Your assignment: Copy each line of the records that holds the string "JoinHandle".

Material for this task:
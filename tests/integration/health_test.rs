//! Health endpoint tests.

use axum::http::StatusCode;

use crate::helpers::{ADMIN_TOKEN, PUBLIC_BASE, SIGNING_SECRET, TestApp, test_config};

#[tokio::test]
async fn test_health_when_configured() {
    let app = TestApp::new();

    let response = app.request("GET", "/health", None, None).await;
    assert_eq!(response.status, StatusCode::OK);
    assert_eq!(response.body["ok"], true);
    assert_eq!(response.body["version"], "1");
    assert_eq!(response.body["env"]["publicBase"], PUBLIC_BASE);
    assert_eq!(response.body["env"]["signingSet"], true);
    assert_eq!(response.body["env"]["pullBaseSet"], true);
    assert_eq!(response.body["env"]["adminSet"], true);
}

#[tokio::test]
async fn test_health_reports_missing_settings() {
    let mut config = test_config();
    config.links.pull_base = String::new();
    let app = TestApp::with_config(config);

    let response = app.request("GET", "/health", None, None).await;
    assert_eq!(response.status, StatusCode::INTERNAL_SERVER_ERROR);
    assert_eq!(response.body["ok"], false);
    assert_eq!(response.body["env"]["pullBaseSet"], false);
    assert_eq!(response.body["env"]["signingSet"], true);
}

#[tokio::test]
async fn test_health_never_echoes_secrets() {
    let app = TestApp::new();

    let response = app.request("GET", "/health", None, None).await;
    assert!(!response.text.contains(SIGNING_SECRET));
    assert!(!response.text.contains(ADMIN_TOKEN));
}
//! Storage-zone uploader speaking the Bunny storage HTTP API.

use std::time::Duration;

use async_trait::async_trait;
use bytes::Bytes;
use reqwest::{Client, StatusCode};
use tracing::{debug, warn};

use linkhub_core::config::StorageConfig;
use linkhub_core::error::{AppError, ErrorKind};
use linkhub_core::result::AppResult;
use linkhub_core::traits::storage::ObjectUploader;

use crate::paths::normalize_object_path;

const ACCESS_KEY_HEADER: &str = "AccessKey";
const DEFAULT_CONTENT_TYPE: &str = "application/octet-stream";

/// Uploads objects with `PUT {endpoint}/{zone}/{path}`.
#[derive(Clone)]
pub struct BunnyStorageProvider {
    client: Client,
    endpoint: String,
    zone: String,
    password: String,
}

impl std::fmt::Debug for BunnyStorageProvider {
    fn fmt(&self, f: &mut std::fmt::Formatter<'_>) -> std::fmt::Result {
        f.debug_struct("BunnyStorageProvider")
            .field("endpoint", &self.endpoint)
            .field("zone", &self.zone)
            .field("password_set", &!self.password.is_empty())
            .finish()
    }
}

impl BunnyStorageProvider {
    /// Build an uploader from the storage section of the configuration.
    ///
    /// Missing zone or password is reported when [`put`](ObjectUploader::put)
    /// is called, not here.
    pub fn from_config(config: &StorageConfig) -> AppResult<Self> {
        let client = Client::builder()
            .timeout(Duration::from_secs(config.timeout_seconds))
            .build()
            .map_err(|e| {
                AppError::with_source(
                    ErrorKind::Internal,
                    format!("Failed to build storage HTTP client: {e}"),
                    e,
                )
            })?;

        Ok(Self::with_client(
            client,
            &config.endpoint,
            &config.zone,
            &config.password,
        ))
    }

    pub fn with_client(client: Client, endpoint: &str, zone: &str, password: &str) -> Self {
        Self {
            client,
            endpoint: endpoint.trim().trim_end_matches('/').to_string(),
            zone: zone.trim().trim_matches('/').to_string(),
            password: password.trim().to_string(),
        }
    }

    /// Whether zone, password and endpoint are all present.
    pub fn is_configured(&self) -> bool {
        self.check_config().is_ok()
    }

    fn check_config(&self) -> AppResult<()> {
        if self.endpoint.is_empty() {
            return Err(AppError::configuration("Storage endpoint is not configured"));
        }
        if self.zone.is_empty() {
            return Err(AppError::configuration("Storage zone is not configured"));
        }
        if self.password.is_empty() {
            return Err(AppError::configuration(
                "Storage zone password is not configured",
            ));
        }
        Ok(())
    }

    fn object_url(&self, path: &str) -> String {
        format!("{}/{}/{}", self.endpoint, self.zone, path)
    }
}

#[async_trait]
impl ObjectUploader for BunnyStorageProvider {
    fn provider_type(&self) -> &str {
        "bunny"
    }

    async fn put(&self, path: &str, data: Bytes, content_type: &str) -> AppResult<()> {
        self.check_config()?;
        let path = normalize_object_path(path)
            .ok_or_else(|| AppError::validation("Upload path is required"))?;
        let content_type = if content_type.is_empty() {
            DEFAULT_CONTENT_TYPE
        } else {
            content_type
        };

        let size = data.len();
        let response = self
            .client
            .put(self.object_url(path))
            .header(ACCESS_KEY_HEADER, &self.password)
            .header(reqwest::header::CONTENT_TYPE, content_type)
            .body(data)
            .send()
            .await
            .map_err(|e| {
                AppError::with_source(
                    ErrorKind::ExternalService,
                    format!("Storage upload request failed: {e}"),
                    e,
                )
            })?;

        let status = response.status();
        if matches!(
            status,
            StatusCode::OK | StatusCode::CREATED | StatusCode::NO_CONTENT
        ) {
            debug!(path, size, status = status.as_u16(), "Uploaded object");
            return Ok(());
        }

        let body = response.text().await.unwrap_or_default();
        warn!(
            path,
            status = status.as_u16(),
            body = %body.chars().take(200).collect::<String>(),
            "Storage upload rejected"
        );
        Err(AppError::external_service(format!(
            "bunny_upload_{}",
            status.as_u16()
        )))
    }
}

#[cfg(test)]
mod tests {
    use super::*;
    use std::sync::{Arc, Mutex};

    use axum::Router;
    use axum::body::Bytes as AxumBytes;
    use axum::extract::{Path, State};
    use axum::http::{HeaderMap, StatusCode as AxumStatus};
    use axum::routing::put;

    #[derive(Debug, Default, Clone)]
    struct Seen {
        path: String,
        access_key: Option<String>,
        content_type: Option<String>,
        body: Vec<u8>,
    }

    async fn spawn_backend(status: AxumStatus) -> (String, Arc<Mutex<Option<Seen>>>) {
        let seen: Arc<Mutex<Option<Seen>>> = Arc::default();
        let app = Router::new()
            .route(
                "/{*path}",
                put(
                    move |State(seen): State<Arc<Mutex<Option<Seen>>>>,
                          Path(path): Path<String>,
                          headers: HeaderMap,
                          body: AxumBytes| async move {
                        let header = |name: &str| {
                            headers
                                .get(name)
                                .and_then(|v| v.to_str().ok())
                                .map(str::to_string)
                        };
                        *seen.lock().unwrap() = Some(Seen {
                            path,
                            access_key: header("accesskey"),
                            content_type: header("content-type"),
                            body: body.to_vec(),
                        });
                        (status, "backend says no")
                    },
                ),
            )
            .with_state(seen.clone());

        let listener = tokio::net::TcpListener::bind("127.0.0.1:0").await.unwrap();
        let addr = listener.local_addr().unwrap();
        tokio::spawn(async move {
            axum::serve(listener, app).await.unwrap();
        });
        (format!("http://{addr}"), seen)
    }

    fn provider(endpoint: &str, zone: &str, password: &str) -> BunnyStorageProvider {
        BunnyStorageProvider::with_client(Client::new(), endpoint, zone, password)
    }

    #[tokio::test]
    async fn puts_with_access_key() {
        let (endpoint, seen) = spawn_backend(AxumStatus::CREATED).await;
        let uploader = provider(&endpoint, "my-zone", "zone-pass");

        uploader
            .put("/jobs/out.txt", Bytes::from_static(b"hello"), "text/plain")
            .await
            .unwrap();

        let seen = seen.lock().unwrap().clone().unwrap();
        assert_eq!(seen.path, "my-zone/jobs/out.txt");
        assert_eq!(seen.access_key.as_deref(), Some("zone-pass"));
        assert_eq!(seen.content_type.as_deref(), Some("text/plain"));
        assert_eq!(seen.body, b"hello");
    }

    #[tokio::test]
    async fn defaults_content_type() {
        let (endpoint, seen) = spawn_backend(AxumStatus::OK).await;
        let uploader = provider(&endpoint, "z", "p");
        uploader.put("a.bin", Bytes::new(), "").await.unwrap();
        let seen = seen.lock().unwrap().clone().unwrap();
        assert_eq!(seen.content_type.as_deref(), Some(DEFAULT_CONTENT_TYPE));
    }

    #[tokio::test]
    async fn non_success_status_is_external_service_error() {
        let (endpoint, _) = spawn_backend(AxumStatus::UNAUTHORIZED).await;
        let uploader = provider(&endpoint, "z", "wrong");
        let err = uploader
            .put("a.bin", Bytes::from_static(b"x"), "")
            .await
            .unwrap_err();
        assert_eq!(err.kind, ErrorKind::ExternalService);
        assert_eq!(err.message, "bunny_upload_401");
    }

    #[tokio::test]
    async fn missing_zone_or_password_is_configuration_error() {
        for (zone, password) in [("", "p"), ("z", ""), (" ", " ")] {
            let uploader = provider("http://127.0.0.1:9", zone, password);
            assert!(!uploader.is_configured());
            let err = uploader
                .put("a.bin", Bytes::new(), "")
                .await
                .unwrap_err();
            assert_eq!(err.kind, ErrorKind::Configuration);
        }
    }

    #[tokio::test]
    async fn empty_path_is_rejected() {
        let uploader = provider("http://127.0.0.1:9", "z", "p");
        let err = uploader.put("///", Bytes::new(), "").await.unwrap_err();
        assert_eq!(err.kind, ErrorKind::Validation);
    }

    #[test]
    fn debug_hides_password() {
        let uploader = provider("https://storage.example.com/", "z", "hunter2");
        let rendered = format!("{uploader:?}");
        assert!(!rendered.contains("hunter2"));
        assert!(rendered.contains("https://storage.example.com\""));
        assert_eq!(uploader.provider_type(), "bunny");
    }
}
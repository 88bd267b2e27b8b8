//! Request DTOs with validation.

use serde::Deserialize;
use validator::{Validate, ValidationError, ValidationErrors};

use linkhub_core::events::{ActorKind, JobState, NewJobEvent};

/// Mint request body.
#[derive(Debug, Clone, Deserialize, Validate)]
#[serde(rename_all = "camelCase")]
pub struct CreateLinkRequest {
    /// Object path inside the pull zone.
    #[validate(length(min = 1, max = 1024, message = "path required"))]
    pub path: String,
    /// Requested lifetime in seconds.
    #[serde(default)]
    pub expires_in: Option<i64>,
}

impl CreateLinkRequest {
    /// Requested TTL as the issuer expects it. Negative values ask for the
    /// shortest lifetime; zero means "not given".
    pub fn ttl(&self) -> Option<u64> {
        self.expires_in.map(|secs| u64::try_from(secs).unwrap_or(1))
    }
}

/// Job event ingestion body.
#[derive(Debug, Clone, Default, Deserialize, Validate)]
#[serde(rename_all = "camelCase")]
#[validate(schema(function = "validate_reporter"))]
pub struct IngestEventRequest {
    pub actor: Option<ActorKind>,
    #[validate(length(min = 1, max = 128))]
    pub user_id: Option<String>,
    #[validate(length(min = 1, max = 128))]
    pub node_id: Option<String>,
    #[validate(length(min = 1, max = 128))]
    pub job_id: Option<String>,
    #[validate(length(max = 64))]
    pub stage: Option<String>,
    pub status: Option<JobState>,
    #[validate(range(min = 0.0, max = 100.0))]
    pub progress: Option<f32>,
    #[serde(default)]
    pub bytes: u64,
    #[validate(length(max = 2000))]
    pub note: Option<String>,
}

fn validate_reporter(req: &IngestEventRequest) -> Result<(), ValidationError> {
    if req.user_id.is_none() && req.node_id.is_none() && req.job_id.is_none() {
        return Err(ValidationError::new("reporter")
            .with_message("one of userId, nodeId or jobId is required".into()));
    }
    Ok(())
}

impl From<IngestEventRequest> for NewJobEvent {
    fn from(req: IngestEventRequest) -> Self {
        Self {
            actor: req.actor,
            user_id: req.user_id,
            node_id: req.node_id,
            job_id: req.job_id,
            stage: req.stage,
            status: req.status,
            progress: req.progress,
            bytes: req.bytes,
            note: req.note,
        }
    }
}

/// `GET /api/events` query string.
#[derive(Debug, Clone, Default, Deserialize)]
#[serde(rename_all = "camelCase")]
pub struct EventsQuery {
    pub actor: Option<ActorKind>,
    pub job_id: Option<String>,
    pub limit: Option<usize>,
}

/// Flatten validator output into one readable line.
pub fn describe_validation(errors: &ValidationErrors) -> String {
    let mut parts: Vec<String> = Vec::new();
    for (field, errs) in errors.field_errors() {
        for err in errs {
            let detail = err
                .message
                .as_deref()
                .map(str::to_string)
                .unwrap_or_else(|| err.code.to_string());
            if field == "__all__" {
                parts.push(detail);
            } else {
                parts.push(format!("{field}: {detail}"));
            }
        }
    }
    if parts.is_empty() {
        "Invalid request".to_string()
    } else {
        parts.sort();
        parts.join("; ")
    }
}
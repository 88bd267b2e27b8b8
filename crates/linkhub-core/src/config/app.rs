//! Server and CORS configuration.

use serde::{Deserialize, Serialize};

/// HTTP server configuration.
#[derive(Debug, Clone, Serialize, Deserialize)]
pub struct ServerConfig {
    /// Bind address.
    #[serde(default = "default_host")]
    pub host: String,
    /// Bind port.
    #[serde(default = "default_port")]
    pub port: u16,
    /// Request timeout in seconds.
    #[serde(default = "default_request_timeout")]
    pub request_timeout_seconds: u64,
    /// Maximum accepted JSON body size in bytes.
    #[serde(default = "default_body_limit")]
    pub body_limit_bytes: usize,
    /// Graceful shutdown timeout in seconds.
    #[serde(default = "default_shutdown_grace")]
    pub shutdown_grace_seconds: u64,
    /// CORS configuration for the admin API.
    #[serde(default)]
    pub cors: CorsConfig,
}

impl Default for ServerConfig {
    fn default() -> Self {
        Self {
            host: default_host(),
            port: default_port(),
            request_timeout_seconds: default_request_timeout(),
            body_limit_bytes: default_body_limit(),
            shutdown_grace_seconds: default_shutdown_grace(),
            cors: CorsConfig::default(),
        }
    }
}

/// CORS (Cross-Origin Resource Sharing) configuration for `/api/*`.
///
/// The public redirect route never needs CORS; the admin API is locked to
/// same-origin unless origins are listed here.
#[derive(Debug, Clone, Serialize, Deserialize)]
pub struct CorsConfig {
    /// Allowed origins. Empty means no cross-origin access.
    #[serde(default)]
    pub allowed_origins: Vec<String>,
    /// Allowed HTTP methods.
    #[serde(default = "default_allowed_methods")]
    pub allowed_methods: Vec<String>,
    /// Allowed HTTP headers.
    #[serde(default = "default_allowed_headers")]
    pub allowed_headers: Vec<String>,
    /// Max age for preflight cache in seconds.
    #[serde(default = "default_max_age")]
    pub max_age_seconds: u64,
}

impl Default for CorsConfig {
    fn default() -> Self {
        Self {
            allowed_origins: Vec::new(),
            allowed_methods: default_allowed_methods(),
            allowed_headers: default_allowed_headers(),
            max_age_seconds: default_max_age(),
        }
    }
}

fn default_host() -> String {
    "0.0.0.0".to_string()
}

fn default_port() -> u16 {
    4000
}

fn default_request_timeout() -> u64 {
    30
}

fn default_body_limit() -> usize {
    2 * 1024 * 1024
}

fn default_shutdown_grace() -> u64 {
    10
}

fn default_allowed_methods() -> Vec<String> {
    vec!["GET".to_string(), "POST".to_string(), "OPTIONS".to_string()]
}

fn default_allowed_headers() -> Vec<String> {
    vec!["authorization".to_string(), "content-type".to_string()]
}

fn default_max_age() -> u64 {
    600
}
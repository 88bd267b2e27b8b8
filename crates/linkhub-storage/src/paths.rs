//! Object path and URL helpers shared by the locator, uploader and issuer.

use chrono::{DateTime, SecondsFormat, Utc};

/// Strip leading slashes from an object path. Returns `None` when nothing
/// is left.
pub fn normalize_object_path(path: &str) -> Option<&str> {
    let trimmed = path.trim_start_matches('/');
    (!trimmed.is_empty()).then_some(trimmed)
}

/// Join a base URL and a path with exactly one `/` at the join point.
/// Separators elsewhere are left alone.
pub fn join_url(base: &str, path: &str) -> String {
    format!(
        "{}/{}",
        base.trim_end_matches('/'),
        path.trim_start_matches('/')
    )
}

/// Build a default upload key: `{prefix}{timestamp}-{file_name}`.
///
/// The timestamp is RFC 3339 with `:` and `.` replaced by `-` so the key is
/// safe in URLs. Only the final component of `file_name` is used.
pub fn upload_key(prefix: &str, file_name: &str, now: DateTime<Utc>) -> String {
    let stamp = now
        .to_rfc3339_opts(SecondsFormat::Millis, true)
        .replace([':', '.'], "-");
    let name = file_name
        .rsplit(['/', '\\'])
        .next()
        .filter(|name| !name.is_empty())
        .unwrap_or("upload.bin");

    let prefix = prefix.trim_start_matches('/');
    if prefix.is_empty() || prefix.ends_with('/') {
        format!("{prefix}{stamp}-{name}")
    } else {
        format!("{prefix}/{stamp}-{name}")
    }
}
//! Signed link tokens: `payload.signature`, both base64url without padding.

pub mod codec;
pub mod signer;

use std::fmt;

pub use codec::LinkPayload;
pub use signer::Signer;

use crate::error::LinkError;

/// A token split into its two segments. Shape-checked only; says nothing
/// about authenticity.
#[derive(Debug, Clone, PartialEq, Eq)]
pub struct SignedToken {
    /// Base64url-encoded payload.
    pub payload: String,
    /// Base64url-encoded HMAC tag over `payload`.
    pub signature: String,
}

impl SignedToken {
    /// Assemble a token from already-encoded segments.
    pub fn new(payload: String, signature: String) -> Self {
        Self { payload, signature }
    }

    /// Split `raw` into segments. Exactly one `.` is allowed and both sides
    /// must be non-empty runs of `[A-Za-z0-9_-]`.
    pub fn parse(raw: &str) -> Result<Self, LinkError> {
        let (payload, signature) = raw.split_once('.').ok_or(LinkError::MalformedToken)?;
        if !is_url_safe(payload) || !is_url_safe(signature) {
            return Err(LinkError::MalformedToken);
        }
        Ok(Self::new(payload.to_string(), signature.to_string()))
    }
}

impl fmt::Display for SignedToken {
    fn fmt(&self, f: &mut fmt::Formatter<'_>) -> fmt::Result {
        write!(f, "{}.{}", self.payload, self.signature)
    }
}

fn is_url_safe(segment: &str) -> bool {
    !segment.is_empty()
        && segment
            .bytes()
            .all(|b| b.is_ascii_alphanumeric() || b == b'-' || b == b'_')
}
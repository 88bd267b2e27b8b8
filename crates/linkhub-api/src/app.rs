//! Application builder: wires router, middleware and state into an Axum app.

use std::time::Duration;

use axum::Router;
use axum::extract::DefaultBodyLimit;
use axum::http::StatusCode;
use axum::middleware as axum_middleware;
use tokio::task::JoinHandle;
use tower_http::timeout::TimeoutLayer;
use tower_http::trace::TraceLayer;

use crate::middleware::logging::request_logging;
use crate::router::build_router;
use crate::state::AppState;

/// How often limiter state is swept.
pub const SWEEP_INTERVAL: Duration = Duration::from_secs(60);

/// Builds the complete Axum application with all routes and middleware.
pub fn build_app(state: AppState) -> Router {
    let server = &state.config.server;
    let body_limit = server.body_limit_bytes;
    let timeout = Duration::from_secs(server.request_timeout_seconds.max(1));

    build_router(state)
        .layer(DefaultBodyLimit::max(body_limit))
        .layer(TimeoutLayer::with_status_code(
            StatusCode::REQUEST_TIMEOUT,
            timeout,
        ))
        .layer(axum_middleware::from_fn(request_logging))
        .layer(TraceLayer::new_for_http())
}

/// Periodically drop idle entries from the admin failure limiter and the
/// request rate limiter. The task runs until aborted.
pub fn spawn_maintenance(state: AppState, every: Duration) -> JoinHandle<()> {
    tokio::spawn(async move {
        let mut ticker = tokio::time::interval(every);
        ticker.tick().await;
        loop {
            ticker.tick().await;
            state.gate.limiter().sweep();
            if let Some(limiter) = &state.request_limiter {
                // A bucket idle this long has fully refilled.
                limiter.sweep(Duration::from_secs(60));
            }
            tracing::debug!(
                gate_tracked = state.gate.limiter().len(),
                "Swept rate limiter state"
            );
        }
    })
}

Solution to this exercise:
use tokio::task::JoinHandle;
pub fn spawn_maintenance(state: AppState, every: Duration) -> JoinHandle<()> {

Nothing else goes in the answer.